Er kam wieder ... Am 23. Dezember 2018 spielte er auf seinem Touring Organ ein sensationelles Konzert. Wieder in der Konzerthalle. Natürlich möchte ich meine Eindrücke vom Konzert schildern - garniert mit Fotos, die nicht während des Orgelspiels gemacht wurden: Eine fast gefüllte Konzerthalle.
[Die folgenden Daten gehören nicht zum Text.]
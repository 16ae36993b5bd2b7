use async_trait::async_trait;
use chrono::Utc;
use std::collections::HashMap;
use std::sync::Arc;
use tokio::sync::RwLock;

use crate::models::{NewUser, UserProfile, UserUpdate};
use crate::redis::RedisPool;
use crate::utils::{AppError, Result};

/// Persistence for user profiles, keyed by caller id
#[async_trait]
pub trait UserStore: Send + Sync {
    /// Insert or replace. A replaced profile keeps its `created_at`.
    async fn upsert_user(&self, id: &str, new: NewUser) -> Result<UserProfile>;

    async fn get_user(&self, id: &str) -> Result<Option<UserProfile>>;

    /// `None` when no profile exists
    async fn update_user(&self, id: &str, update: UserUpdate) -> Result<Option<UserProfile>>;
}

/// In-process store, lost on restart
#[derive(Default)]
pub struct MemoryUserStore {
    users: RwLock<HashMap<String, UserProfile>>,
}

impl MemoryUserStore {
    pub fn new() -> Self {
        Self::default()
    }
}

#[async_trait]
impl UserStore for MemoryUserStore {
    async fn upsert_user(&self, id: &str, new: NewUser) -> Result<UserProfile> {
        let mut users = self.users.write().await;
        let profile = new.into_profile(id, users.get(id), Utc::now());
        users.insert(id.to_string(), profile.clone());
        Ok(profile)
    }

    async fn get_user(&self, id: &str) -> Result<Option<UserProfile>> {
        Ok(self.users.read().await.get(id).cloned())
    }

    async fn update_user(&self, id: &str, update: UserUpdate) -> Result<Option<UserProfile>> {
        let mut users = self.users.write().await;
        let Some(user) = users.get_mut(id) else {
            return Ok(None);
        };

        update.apply(user, Utc::now());
        Ok(Some(user.clone()))
    }
}

/// Redis store: one JSON value per profile
pub struct RedisUserStore {
    redis: Arc<RedisPool>,
}

impl RedisUserStore {
    pub fn new(redis: Arc<RedisPool>) -> Self {
        Self { redis }
    }

    fn user_key(id: &str) -> String {
        format!("vibeup:user:{}", id)
    }

    async fn save(&self, profile: &UserProfile) -> Result<()> {
        let json = serde_json::to_string(profile)?;
        self.redis.set(&Self::user_key(&profile.id), &json).await
    }
}

#[async_trait]
impl UserStore for RedisUserStore {
    async fn upsert_user(&self, id: &str, new: NewUser) -> Result<UserProfile> {
        let existing = self.get_user(id).await?;
        let profile = new.into_profile(id, existing.as_ref(), Utc::now());
        self.save(&profile).await?;
        Ok(profile)
    }

    async fn get_user(&self, id: &str) -> Result<Option<UserProfile>> {
        let Some(json) = self.redis.get::<String>(&Self::user_key(id)).await? else {
            return Ok(None);
        };

        serde_json::from_str(&json)
            .map(Some)
            .map_err(|e| AppError::PersistenceFailure(format!("Corrupt user '{}': {}", id, e)))
    }

    async fn update_user(&self, id: &str, update: UserUpdate) -> Result<Option<UserProfile>> {
        let Some(mut user) = self.get_user(id).await? else {
            return Ok(None);
        };

        update.apply(&mut user, Utc::now());
        self.save(&user).await?;
        Ok(Some(user))
    }
}
use axum::{
    extract::{
        rejection::{JsonRejection, QueryRejection},
        Path, Query, State,
    },
    http::StatusCode,
    routing::{delete, get},
    Json, Router,
};
use serde::Deserialize;
use serde_json::{json, Value as JsonValue};
use tracing::info;

use crate::models::{Caller, NewPhrase, PhraseUpdate};
use crate::routes::api::ApiState;
use crate::services::DEFAULT_SESSION_LIMIT;
use crate::utils::error::{AppError, Result};

pub(crate) fn routes() -> Router<ApiState> {
    Router::new()
        .route("/sessions", get(list_sessions))
        .route("/sessions/:id", delete(delete_session))
        .route("/phrases", get(list_phrases).post(create_phrase))
        .route("/phrases/:id", delete(delete_phrase).put(update_phrase))
}

#[derive(Debug, Deserialize)]
struct SessionsQuery {
    limit: Option<usize>,
}

/// GET /sessions?limit=N
async fn list_sessions(
    State(state): State<ApiState>,
    caller: Caller,
    query: std::result::Result<Query<SessionsQuery>, QueryRejection>,
) -> Result<Json<JsonValue>> {
    let user_id = caller.require_user()?;
    let Query(query) = query?;
    let limit = query.limit.unwrap_or(DEFAULT_SESSION_LIMIT);

    let sessions = state.sessions.list_sessions(user_id, limit).await?;
    Ok(Json(json!({ "success": true, "data": sessions })))
}

/// DELETE /sessions/:id
async fn delete_session(
    State(state): State<ApiState>,
    caller: Caller,
    Path(id): Path<String>,
) -> Result<Json<JsonValue>> {
    let user_id = caller.require_user()?;

    if !state.sessions.delete_session(user_id, &id).await? {
        return Err(AppError::NotFound(format!("Session '{}' not found", id)));
    }

    info!("🗑️ Deleted session {} for {}", id, user_id);
    Ok(Json(json!({ "success": true, "data": { "id": id } })))
}

/// GET /phrases
async fn list_phrases(State(state): State<ApiState>, caller: Caller) -> Result<Json<JsonValue>> {
    let user_id = caller.require_user()?;

    let phrases = state.sessions.list_phrases(user_id).await?;
    Ok(Json(json!({ "success": true, "data": phrases })))
}

/// POST /phrases
async fn create_phrase(
    State(state): State<ApiState>,
    caller: Caller,
    new: std::result::Result<Json<NewPhrase>, JsonRejection>,
) -> Result<(StatusCode, Json<JsonValue>)> {
    let user_id = caller.require_user()?;
    let Json(new) = new?;

    if new.phrase.trim().is_empty() {
        return Err(AppError::BadRequest("Phrase is required".to_string()));
    }

    let phrase = state.sessions.create_phrase(user_id, new).await?;
    info!("📝 Saved phrase {} for {}", phrase.id, user_id);

    Ok((
        StatusCode::CREATED,
        Json(json!({ "success": true, "data": phrase })),
    ))
}

/// PUT /phrases/:id
async fn update_phrase(
    State(state): State<ApiState>,
    caller: Caller,
    Path(id): Path<String>,
    update: std::result::Result<Json<PhraseUpdate>, JsonRejection>,
) -> Result<Json<JsonValue>> {
    let user_id = caller.require_user()?;
    let Json(update) = update?;

    if update.has_blank_phrase() {
        return Err(AppError::BadRequest("Phrase must not be blank".to_string()));
    }

    let Some(phrase) = state.sessions.update_phrase(user_id, &id, update).await? else {
        return Err(AppError::NotFound(format!("Phrase '{}' not found", id)));
    };

    info!("✏️ Updated phrase {} for {}", id, user_id);
    Ok(Json(json!({ "success": true, "data": phrase })))
}

/// DELETE /phrases/:id
async fn delete_phrase(
    State(state): State<ApiState>,
    caller: Caller,
    Path(id): Path<String>,
) -> Result<Json<JsonValue>> {
    let user_id = caller.require_user()?;

    if !state.sessions.delete_phrase(user_id, &id).await? {
        return Err(AppError::NotFound(format!("Phrase '{}' not found", id)));
    }

    Ok(Json(json!({ "success": true, "data": { "id": id } })))
}
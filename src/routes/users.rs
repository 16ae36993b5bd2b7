use axum::{
    extract::{rejection::JsonRejection, Path, State},
    routing::{get, post},
    Json, Router,
};
use serde_json::{json, Value as JsonValue};
use tracing::info;

use crate::models::{Caller, NewUser, UserUpdate};
use crate::routes::api::ApiState;
use crate::services::validate_email;
use crate::utils::error::{AppError, Result};

pub(crate) fn routes() -> Router<ApiState> {
    Router::new()
        .route("/users", post(upsert_user))
        .route("/users/:id", get(get_user).put(update_user))
}

/// Callers may only read or change their own profile
fn require_self<'a>(caller: &'a Caller, id: &str) -> Result<&'a str> {
    let user_id = caller.require_user()?;
    if user_id != id {
        return Err(AppError::Forbidden(
            "Profiles can only be accessed by their owner".to_string(),
        ));
    }
    Ok(user_id)
}

/// POST /users, creating or replacing the caller's profile
async fn upsert_user(
    State(state): State<ApiState>,
    caller: Caller,
    new: std::result::Result<Json<NewUser>, JsonRejection>,
) -> Result<Json<JsonValue>> {
    let user_id = caller.require_user()?;
    let Json(new) = new?;
    validate_email(&new.email)?;

    let user = state.users.upsert_user(user_id, new).await?;
    info!("👤 Saved profile for {}", user_id);

    Ok(Json(json!({ "success": true, "data": user })))
}

/// GET /users/:id
async fn get_user(
    State(state): State<ApiState>,
    caller: Caller,
    Path(id): Path<String>,
) -> Result<Json<JsonValue>> {
    let user_id = require_self(&caller, &id)?;

    let Some(user) = state.users.get_user(user_id).await? else {
        return Err(AppError::NotFound(format!("User '{}' not found", id)));
    };
    Ok(Json(json!({ "success": true, "data": user })))
}

/// PUT /users/:id
async fn update_user(
    State(state): State<ApiState>,
    caller: Caller,
    Path(id): Path<String>,
    update: std::result::Result<Json<UserUpdate>, JsonRejection>,
) -> Result<Json<JsonValue>> {
    let user_id = require_self(&caller, &id)?;
    let Json(update) = update?;
    if let Some(email) = &update.email {
        validate_email(email)?;
    }

    let Some(user) = state.users.update_user(user_id, update).await? else {
        return Err(AppError::NotFound(format!("User '{}' not found", id)));
    };

    info!("👤 Updated profile for {}", user_id);
    Ok(Json(json!({ "success": true, "data": user })))
}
Das zweite Mal seit Mai 2013, als Carpenter hier gastierte und die Orgelfreunde in Entzücken versetzte. Dieses Mal in dunklem Outfit und mit glatt rasierten Haaren. Und er hatte sein eigenes, selbst konzipiertes Touring Organ mitgebracht, das in etlichen Containern angeliefert wurde. Mit einem „Cockpit“, ähnlich wie es in einem Passagierflugzeug sein könnte. Dahinter war eine große Anzahl von Lautsprechern und Verstärkern angeordnet und farbig illuminiert. Nach einem Interview mit Principal Organist Christian Schmitt stieg die Spannung auf ein besonderes Klangerlebnis weiter. Der erste Teil des Konzerts galt Johann Sebastian Bach, mit Präludium und Fuge D-Dur BWV 532 Hier durfte die große frisch restaurierte Jannorgel mit dem fahrbaren Orgeltisch ihre wunderbar sanfte Klangfarbe zeigen, aber auch tiefste Magengruben-Bässe. Carpenters Spieltechnik machte mit seinen krakengleichen Fingern, die über die Manuale huschten - er spielte manchmal gleichzeitig mit einer Hand auf zwei Tastaturen - alleine das Zusehen zu einem optischen Erlebnis. Nicht zu vergessen seine Pedaltechnik, die mich immer wieder an einen Stepptänzer erinnert ... Die Orgel rockte...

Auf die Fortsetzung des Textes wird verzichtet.